Gatha Ahunavad, 1379 Yz.
On 19th August, we Parsis will celebrate our New Year with traditional gaiety, visiting Agiaries and Atash Behrams, going to see comic theatricals, eating Pulao Dal, sali boti, patra-ni-machhi and wishing one another ‘Pateti Mubarak’. Newspapers will diligently carry small reports on the celebrations, perhaps with a photograph of a happy family posing in front of a fire temple; some will even wish their Parsi readers on the occasion. As the 18th night turns to 19th, mobile phones will buzz with SMS activity revolving around the word Pateti. Thus for a great majority of Parsis and non-Parsis, then, Pateti is a moment of rejoicing that is synonymous with the New Year. But is this all correct?
Pateti is not, in fact, the New Year. It is the last day of the closing year, while the following day, Navroze, is the first day of the next. The word ‘Pateti’ is derived from the Pazend Patet, meaning ‘repentance’. And since Pateti is the Day of Repentance, surely it is paradoxical to wish someone ‘Pateti Mubarak’?

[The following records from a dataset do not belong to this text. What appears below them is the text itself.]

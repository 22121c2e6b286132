use std::collections::BTreeMap;

use chrono::{DateTime, Utc};
use serde::Serialize;
use tracing::info;

use crate::models::record::{FieldValue, SourceId};
use crate::pipeline::PipelineOutput;
use crate::storage::{dataset_key, put_json, BlobStore, StorageError};

/// Pseudo-source under which cross-source datasets are written.
pub const UNIFIED_DATASETS: &str = "unified";

/// One dataset row as written to the lake: the cleaned fields plus run
/// metadata.
#[derive(Serialize)]
struct DatasetRow<'a> {
    #[serde(flatten)]
    fields: &'a BTreeMap<String, FieldValue>,
    data_source: &'static str,
    #[serde(skip_serializing_if = "Option::is_none")]
    transformed_at: Option<DateTime<Utc>>,
}

#[derive(Serialize)]
struct ProfileRow<'a> {
    student_id: &'a str,
    #[serde(flatten)]
    fields: &'a BTreeMap<String, FieldValue>,
    sources: &'a [SourceId],
}

/// Writes every cleaned dataset and the unified datasets, then the index.
/// Returns the keys written, index last.
pub async fn persist(
    store: &dyn BlobStore,
    output: &PipelineOutput,
    processed_prefix: &str,
    index_key: &str,
) -> Result<Vec<String>, StorageError> {
    let mut written = Vec::new();

    for ((source, kind), records) in &output.cleaned {
        if records.is_empty() {
            continue;
        }
        let rows: Vec<DatasetRow<'_>> = records
            .iter()
            .map(|r| DatasetRow {
                fields: &r.fields,
                data_source: r.data_source(),
                transformed_at: r.transformed_at,
            })
            .collect();
        let key = dataset_key(processed_prefix, source.as_str(), kind.as_str(), output.run_at);
        put_json(store, &key, &rows).await?;
        written.push(key);
    }

    let profiles: Vec<ProfileRow<'_>> = output
        .unified
        .profiles
        .iter()
        .map(|p| ProfileRow {
            student_id: &p.student_id,
            fields: &p.fields,
            sources: &p.sources,
        })
        .collect();
    let unified: [(&str, serde_json::Value); 3] = [
        ("student_profiles", serde_json::to_value(&profiles)?),
        ("job_recommendations", serde_json::to_value(&output.job_recommendations)?),
        ("course_recommendations", serde_json::to_value(&output.course_recommendations)?),
    ];
    for (dataset, rows) in &unified {
        let key = dataset_key(processed_prefix, UNIFIED_DATASETS, dataset, output.run_at);
        put_json(store, &key, rows).await?;
        written.push(key);
    }

    put_json(store, index_key, &output.index).await?;
    written.push(index_key.to_string());

    info!(
        backend = store.backend(),
        objects = written.len(),
        "pipeline outputs persisted"
    );
    Ok(written)
}
use std::path::PathBuf;

use anyhow::{bail, Context, Result};

use crate::unify::SourcePriority;

/// Which `BlobStore` backend serves datasets and the index.
#[derive(Debug, Clone, Copy, PartialEq, Eq)]
pub enum StoreBackend {
    S3,
    Local,
    Memory,
}

impl StoreBackend {
    fn parse(s: &str) -> Result<Self> {
        match s.trim().to_ascii_lowercase().as_str() {
            "s3" => Ok(StoreBackend::S3),
            "local" => Ok(StoreBackend::Local),
            "memory" => Ok(StoreBackend::Memory),
            other => bail!("INDEX_STORE must be one of s3, local, memory (got '{other}')"),
        }
    }
}

/// Application configuration loaded from environment variables.
/// Startup fails if a required variable is missing or malformed.
#[derive(Debug, Clone)]
pub struct Config {
    pub port: u16,
    pub rust_log: String,
    pub store_backend: StoreBackend,
    /// Required for the S3 backend.
    pub s3_bucket: Option<String>,
    /// MinIO / localstack endpoint; unset for AWS.
    pub s3_endpoint: Option<String>,
    pub aws_region: String,
    /// Static credentials. When unset the default provider chain is used.
    pub aws_access_key_id: Option<String>,
    pub aws_secret_access_key: Option<String>,
    pub local_store_dir: PathBuf,
    pub search_index_key: String,
    pub processed_prefix: String,
    pub source_priority: SourcePriority,
    pub program_skill_table: Option<PathBuf>,
}

impl Default for Config {
    fn default() -> Self {
        Config {
            port: 8080,
            rust_log: "info".to_string(),
            store_backend: StoreBackend::Memory,
            s3_bucket: None,
            s3_endpoint: None,
            aws_region: "us-east-1".to_string(),
            aws_access_key_id: None,
            aws_secret_access_key: None,
            local_store_dir: PathBuf::from("./data"),
            search_index_key: "search-index/student-resources.json".to_string(),
            processed_prefix: "processed".to_string(),
            source_priority: SourcePriority::default(),
            program_skill_table: None,
        }
    }
}

impl Config {
    pub fn from_env() -> Result<Self> {
        dotenvy::dotenv().ok(); // load .env if present; ignore if missing
        Self::from_lookup(|key| std::env::var(key).ok())
    }

    fn from_lookup(lookup: impl Fn(&str) -> Option<String>) -> Result<Self> {
        let defaults = Config::default();
        let optional = |key: &str| lookup(key).filter(|v| !v.trim().is_empty());

        let store_backend = StoreBackend::parse(&optional("INDEX_STORE").unwrap_or_else(|| "s3".to_string()))?;
        let s3_bucket = optional("S3_BUCKET");
        if store_backend == StoreBackend::S3 && s3_bucket.is_none() {
            bail!("Required environment variable 'S3_BUCKET' is not set");
        }

        let source_priority = match optional("SOURCE_PRIORITY") {
            Some(raw) => SourcePriority::parse(&raw)
                .map_err(anyhow::Error::msg)
                .context("SOURCE_PRIORITY must be a comma-separated list of oracle, workday, tableau")?,
            None => defaults.source_priority,
        };

        Ok(Config {
            port: optional("PORT")
                .unwrap_or_else(|| defaults.port.to_string())
                .parse::<u16>()
                .context("PORT must be a valid port number")?,
            rust_log: optional("RUST_LOG").unwrap_or(defaults.rust_log),
            store_backend,
            s3_bucket,
            s3_endpoint: optional("S3_ENDPOINT"),
            aws_region: optional("AWS_REGION").unwrap_or(defaults.aws_region),
            aws_access_key_id: optional("AWS_ACCESS_KEY_ID"),
            aws_secret_access_key: optional("AWS_SECRET_ACCESS_KEY"),
            local_store_dir: optional("LOCAL_STORE_DIR")
                .map(PathBuf::from)
                .unwrap_or(defaults.local_store_dir),
            search_index_key: optional("SEARCH_INDEX_KEY").unwrap_or(defaults.search_index_key),
            processed_prefix: optional("PROCESSED_PREFIX").unwrap_or(defaults.processed_prefix),
            source_priority,
            program_skill_table: optional("PROGRAM_SKILL_TABLE").map(PathBuf::from),
        })
    }
}
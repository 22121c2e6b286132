use std::time::Instant;

use axum::{
    extract::{rejection::JsonRejection, State},
    Json,
};
use chrono::{DateTime, Utc};
use serde::{Deserialize, Serialize};
use serde_json::Value;
use tracing::{error, info};
use uuid::Uuid;

use crate::cleaning::quality::QualityReport;
use crate::errors::AppError;
use crate::models::record::RawBatch;
use crate::pipeline::persist::persist;
use crate::pipeline::run_pipeline;
use crate::state::AppState;
use crate::storage::load_index;
use crate::telemetry::{Metric, PIPELINE_NAMESPACE};

#[derive(Debug, Deserialize)]
pub struct PipelineRunRequest {
    #[serde(default)]
    pub batches: Vec<RawBatch>,
}

#[derive(Debug, Serialize)]
pub struct PipelineRunResponse {
    pub run_id: Uuid,
    pub index_created_at: DateTime<Utc>,
    pub index_records: usize,
    pub quality_reports: Vec<QualityReport>,
    pub profiles_unified: usize,
    pub profiles_excluded: usize,
    pub job_recommendations: usize,
    pub course_recommendations: usize,
}

#[derive(Debug, Serialize)]
pub struct IndexReloadResponse {
    pub total_records: usize,
    pub index_created_at: DateTime<Utc>,
}

/// Runs the pipeline, persists its outputs, then swaps the served index.
/// The served index is left untouched if any step fails.
pub async fn execute_run(state: &AppState, batches: Vec<RawBatch>) -> Result<PipelineRunResponse, AppError> {
    let run_id = Uuid::new_v4();
    let started = Instant::now();
    info!(%run_id, batches = batches.len(), "pipeline run started");

    let result = run_and_persist(state, batches).await;
    let elapsed = started.elapsed().as_secs_f64();

    match result {
        Ok(output) => {
            state.telemetry.emit(
                PIPELINE_NAMESPACE,
                &[
                    Metric::count("RecordsExtracted", output.records_extracted()),
                    Metric::count("DataSourcesProcessed", output.sources_processed()),
                    Metric::count("RecordsTransformed", output.records_transformed()),
                    Metric::seconds("PipelineExecutionTime", elapsed),
                    Metric::count("PipelineSuccess", 1),
                ],
            );

            let response = PipelineRunResponse {
                run_id,
                index_created_at: output.index.index_created_at,
                index_records: output.index.total_records,
                quality_reports: output.quality_reports,
                profiles_unified: output.unified.profiles.len(),
                profiles_excluded: output.unified.excluded,
                job_recommendations: output.job_recommendations.len(),
                course_recommendations: output.course_recommendations.len(),
            };
            state.index.swap(output.index);
            info!(%run_id, elapsed_secs = elapsed, index_records = response.index_records, "pipeline run completed");
            Ok(response)
        }
        Err(e) => {
            error!(%run_id, "pipeline run failed: {e}");
            state.telemetry.emit(
                PIPELINE_NAMESPACE,
                &[
                    Metric::seconds("PipelineExecutionTime", elapsed),
                    Metric::count("PipelineSuccess", 0),
                ],
            );
            Err(e)
        }
    }
}

async fn run_and_persist(
    state: &AppState,
    batches: Vec<RawBatch>,
) -> Result<crate::pipeline::PipelineOutput, AppError> {
    let scorer = state.scorer.clone();
    let priority = state.config.source_priority.clone();
    let run_at = Utc::now();

    let output = tokio::task::spawn_blocking(move || run_pipeline(batches, &priority, scorer.as_ref(), run_at))
        .await
        .map_err(|e| anyhow::anyhow!("pipeline worker failed: {e}"))?;

    persist(
        state.store.as_ref(),
        &output,
        &state.config.processed_prefix,
        &state.config.search_index_key,
    )
    .await?;
    Ok(output)
}

/// POST /api/v1/pipeline/run
pub async fn handle_pipeline_run(
    State(state): State<AppState>,
    payload: Result<Json<Value>, JsonRejection>,
) -> Result<Json<PipelineRunResponse>, AppError> {
    let Json(body) = payload?;
    let request: PipelineRunRequest = serde_json::from_value(body)
        .map_err(|e| AppError::Validation(format!("Invalid pipeline request: {e}")))?;
    Ok(Json(execute_run(&state, request.batches).await?))
}

/// POST /api/v1/index/reload
pub async fn handle_index_reload(
    State(state): State<AppState>,
) -> Result<Json<IndexReloadResponse>, AppError> {
    let index = load_index(state.store.as_ref(), &state.config.search_index_key).await;
    let response = IndexReloadResponse {
        total_records: index.total_records,
        index_created_at: index.index_created_at,
    };
    state.index.swap(index);
    Ok(Json(response))
}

To understand this paradox, we must understand what Patet, loosely translated as repentance or regret for some act of wrongdoing or sin, really is. But how is sin defined? Given that the Parsis lay much store by ‘good thoughts, good words, and good deeds’, any action that contravenes these ideals must be deemed a sin, an offence against the good. But what, then, is the ‘good’? Is it human-defined and subject to changes of circumstance and perception, or is it divinely ordained and immutable?
The answer to that is found in the Patet Pashemani or Prayer of Repentance, as also in the Gathas. The Patet says: “Ahuramazda khodae gunah andar din paeda be kard i vehane poryotkaeshan gunah dashteh ested.” That is, “The Lord Ahura Mazda has decreed these as sins and they have been so written and followed by His lawgivers in deed and example.” The Gathas say: “Atcha hoi schantu manangha…erezush patho yam daenam ahuro saoshyanto dadat.” That is: “The Saoshyants, religious teachers, shall indeed teach the real paths of the religion, paths that have been given to them by Ahura Mazda Himself-to him (man)” (Yasna 53.2, Gatha Vahishtoisht).

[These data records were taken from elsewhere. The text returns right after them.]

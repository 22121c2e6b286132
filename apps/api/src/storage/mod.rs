//! Blob storage boundary for processed datasets and the search index.
//!
//! Backends: `S3BlobStore` (data lake), `LocalBlobStore` (filesystem),
//! `MemoryBlobStore` (tests and ephemeral runs). Carried in `AppState` as
//! `Arc<dyn BlobStore>`.

pub mod local;
pub mod memory;
pub mod s3;

use async_trait::async_trait;
use bytes::Bytes;
use chrono::{DateTime, Utc};
use serde::Serialize;
use thiserror::Error;
use tracing::{error, info};

use crate::models::search::SearchIndex;

pub use local::LocalBlobStore;
pub use memory::MemoryBlobStore;
pub use s3::S3BlobStore;

pub const JSON_CONTENT_TYPE: &str = "application/json";

#[derive(Debug, Error)]
pub enum StorageError {
    #[error("object not found: {0}")]
    NotFound(String),

    #[error("invalid object key: {0}")]
    InvalidKey(String),

    #[error("I/O error: {0}")]
    Io(#[from] std::io::Error),

    #[error("serialization error: {0}")]
    Serialization(#[from] serde_json::Error),

    #[error("storage backend error: {0}")]
    Backend(String),
}

#[async_trait]
pub trait BlobStore: Send + Sync {
    async fn put(&self, key: &str, body: Bytes, content_type: &str) -> Result<(), StorageError>;

    async fn get(&self, key: &str) -> Result<Bytes, StorageError>;

    /// Short backend name for logs.
    fn backend(&self) -> &'static str;
}

/// `{prefix}/{source}/{dataset}/{YYYYmmdd_HHMMSS}/data.json`
pub fn dataset_key(prefix: &str, source: &str, dataset: &str, run_at: DateTime<Utc>) -> String {
    format!(
        "{}/{source}/{dataset}/{}/data.json",
        prefix.trim_end_matches('/'),
        run_at.format("%Y%m%d_%H%M%S")
    )
}

pub async fn put_json<T: Serialize + ?Sized>(
    store: &dyn BlobStore,
    key: &str,
    value: &T,
) -> Result<(), StorageError> {
    let body = serde_json::to_vec(value)?;
    store.put(key, Bytes::from(body), JSON_CONTENT_TYPE).await
}

/// Loads the served index. Never fails: a missing, unreadable or corrupt
/// object yields an empty index.
pub async fn load_index(store: &dyn BlobStore, key: &str) -> SearchIndex {
    let body = match store.get(key).await {
        Ok(body) => body,
        Err(e) => {
            error!(backend = store.backend(), key, "failed to load search index: {e}");
            return SearchIndex::empty();
        }
    };
    match serde_json::from_slice::<SearchIndex>(&body) {
        Ok(index) => {
            info!(
                backend = store.backend(),
                key,
                total_records = index.total_records,
                "search index loaded"
            );
            index
        }
        Err(e) => {
            error!(backend = store.backend(), key, "search index is corrupt: {e}");
            SearchIndex::empty()
        }
    }
}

Thus ‘good’ and ‘evil’ are defined by God: although eternal, their forms may change from era to era. Humans have been given the ‘real paths’ by the Lord Himself, and if they choose wilfully to go astray and come into sin, there is no alternative but to offer Patet.

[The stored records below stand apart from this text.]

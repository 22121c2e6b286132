use chrono::{DateTime, Utc};
use serde::{Deserialize, Serialize};

/// Flattened, denormalized unit stored in the search index.
///
/// The serialized shape (`record_type` tag plus flat fields) is read by query
/// clients outside this service and must stay backward compatible.
#[derive(Debug, Clone, PartialEq, Serialize, Deserialize)]
#[serde(tag = "record_type", rename_all = "snake_case")]
pub enum SearchRecord {
    StudentProfile(StudentSearchRecord),
    JobPosting(JobSearchRecord),
    Course(CourseSearchRecord),
}

#[derive(Debug, Clone, PartialEq, Serialize, Deserialize)]
pub struct StudentSearchRecord {
    pub student_id: String,
    pub full_name: Option<String>,
    pub academic_program: Option<String>,
    pub gpa: Option<f64>,
    pub performance_score: Option<f64>,
    pub engagement_level: Option<String>,
    pub career_interest: Option<String>,
    #[serde(default)]
    pub skill_gaps: Vec<String>,
    #[serde(default)]
    pub recommended_courses: Vec<String>,
    pub status: Option<String>,
    pub data_source: String,
}

#[derive(Debug, Clone, PartialEq, Serialize, Deserialize)]
pub struct JobSearchRecord {
    pub job_posting_id: String,
    pub job_title: Option<String>,
    pub company: Option<String>,
    pub location: Option<String>,
    #[serde(default)]
    pub required_skills: Vec<String>,
    #[serde(default)]
    pub preferred_skills: Vec<String>,
    pub salary_range: Option<String>,
    /// Best match score among `student_matches`, 0 when nobody matched.
    #[serde(default)]
    pub match_score: f64,
    #[serde(default)]
    pub student_matches: Vec<StudentMatch>,
    pub data_source: String,
}

impl JobSearchRecord {
    pub fn match_for(&self, student_id: &str) -> Option<&StudentMatch> {
        self.student_matches
            .iter()
            .find(|m| m.student_id == student_id)
    }
}

#[derive(Debug, Clone, PartialEq, Serialize, Deserialize)]
pub struct StudentMatch {
    pub student_id: String,
    pub match_score: f64,
    #[serde(default)]
    pub reasons: Vec<String>,
}

#[derive(Debug, Clone, PartialEq, Serialize, Deserialize)]
pub struct CourseSearchRecord {
    pub course_id: String,
    pub course_name: String,
    #[serde(default)]
    pub target_skill_gaps: Vec<String>,
    pub data_source: String,
}

/// Snapshot of every searchable record for one pipeline run.
#[derive(Debug, Clone, PartialEq, Serialize, Deserialize)]
pub struct SearchIndex {
    pub index_created_at: DateTime<Utc>,
    pub total_records: usize,
    #[serde(default)]
    pub records: Vec<SearchRecord>,
}

impl SearchIndex {
    pub fn new(records: Vec<SearchRecord>, index_created_at: DateTime<Utc>) -> Self {
        Self {
            index_created_at,
            total_records: records.len(),
            records,
        }
    }

    /// Index served when nothing (readable) has been built yet.
    pub fn empty() -> Self {
        Self::new(Vec::new(), DateTime::<Utc>::default())
    }

    pub fn is_empty(&self) -> bool {
        self.records.is_empty()
    }

    pub fn students(&self) -> impl Iterator<Item = &StudentSearchRecord> {
        self.records.iter().filter_map(|r| match r {
            SearchRecord::StudentProfile(s) => Some(s),
            _ => None,
        })
    }

    pub fn jobs(&self) -> impl Iterator<Item = &JobSearchRecord> {
        self.records.iter().filter_map(|r| match r {
            SearchRecord::JobPosting(j) => Some(j),
            _ => None,
        })
    }

    pub fn courses(&self) -> impl Iterator<Item = &CourseSearchRecord> {
        self.records.iter().filter_map(|r| match r {
            SearchRecord::Course(c) => Some(c),
            _ => None,
        })
    }
}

The concept of Patet is also closely linked to the concept of Khuda or Khodae, loosely and inaccurately translated as ‘god’. The Khuda is the personal spiritual guide of every man and woman, nominated by the Lord to oversee his or her progress. The Khuda is the controller of a person’s destiny, deciding how to shower upon him or her that sequence of joys and sorrows, elation and frustrations that we call fate.
It is important to understand that the Khuda is not the creator or originator of destiny, which is formed by the person’s own thoughts, words and deeds. The Khuda may be seen, rather, as an accountant desperately trying to balance the two sides of the ledger, the accounts of good and evil that a person draws up along the route of life. Should the debit side prevail, the person would inevitably suffer grief; on the other hand, if the credit side outweighs the other, the entitlement of happiness results.
By offering Patet, a person says, “I admit that I have committed a sin, and that I therefore deserve and will surely be given retribution. But I pray that the retribution is such that I might easily and willingly bear it. I pray to my Khuda to grant me the spiritual strength to avoid falling into the same error again.”
Our question as to why Parsis should wish each other ‘Pateti Mubarak’ still remains unanswered. The answer to this is found in the last paragraph of the Patet, which says, “Pa neki sepasdar hom, az anai khorsand hom.” That is, “However much I thank the Lord for His goodness, it is not enough. Whatever trials and sorrows He may award, I accept happily: because in that lies my redemption.” This single sentence is the essence of Zoroastrian philosophy, the reason for the endless optimism and joie de vivre of the Parsi community.
Thus the authority and permission to wish Pateti Mubarak can be received only when the Parsi stands before the Holy Fire on the night preceding the new year, and with great humility and a feeling of abject submission, recites the Patet Pashemani prayer, owning up to the various transgressions which he may have committed during the year. He enters into a fresh covenant with the Lord, promising to live a purer Zoroastrian life in the coming year, at the same time asking the Lord for the strength and patience to bear the load of his past deeds. Having thus purged his body, mind and soul, the Parsi acquires the right to wish another Pateti Mubarak – thereby signifying that he has moved one step closer to redemption, content in the thought that his gracious spiritual guide will lead him towards the Path of Bliss and so to the Lord Himself.
May we all in the coming New Year become worthy of being called Parsi.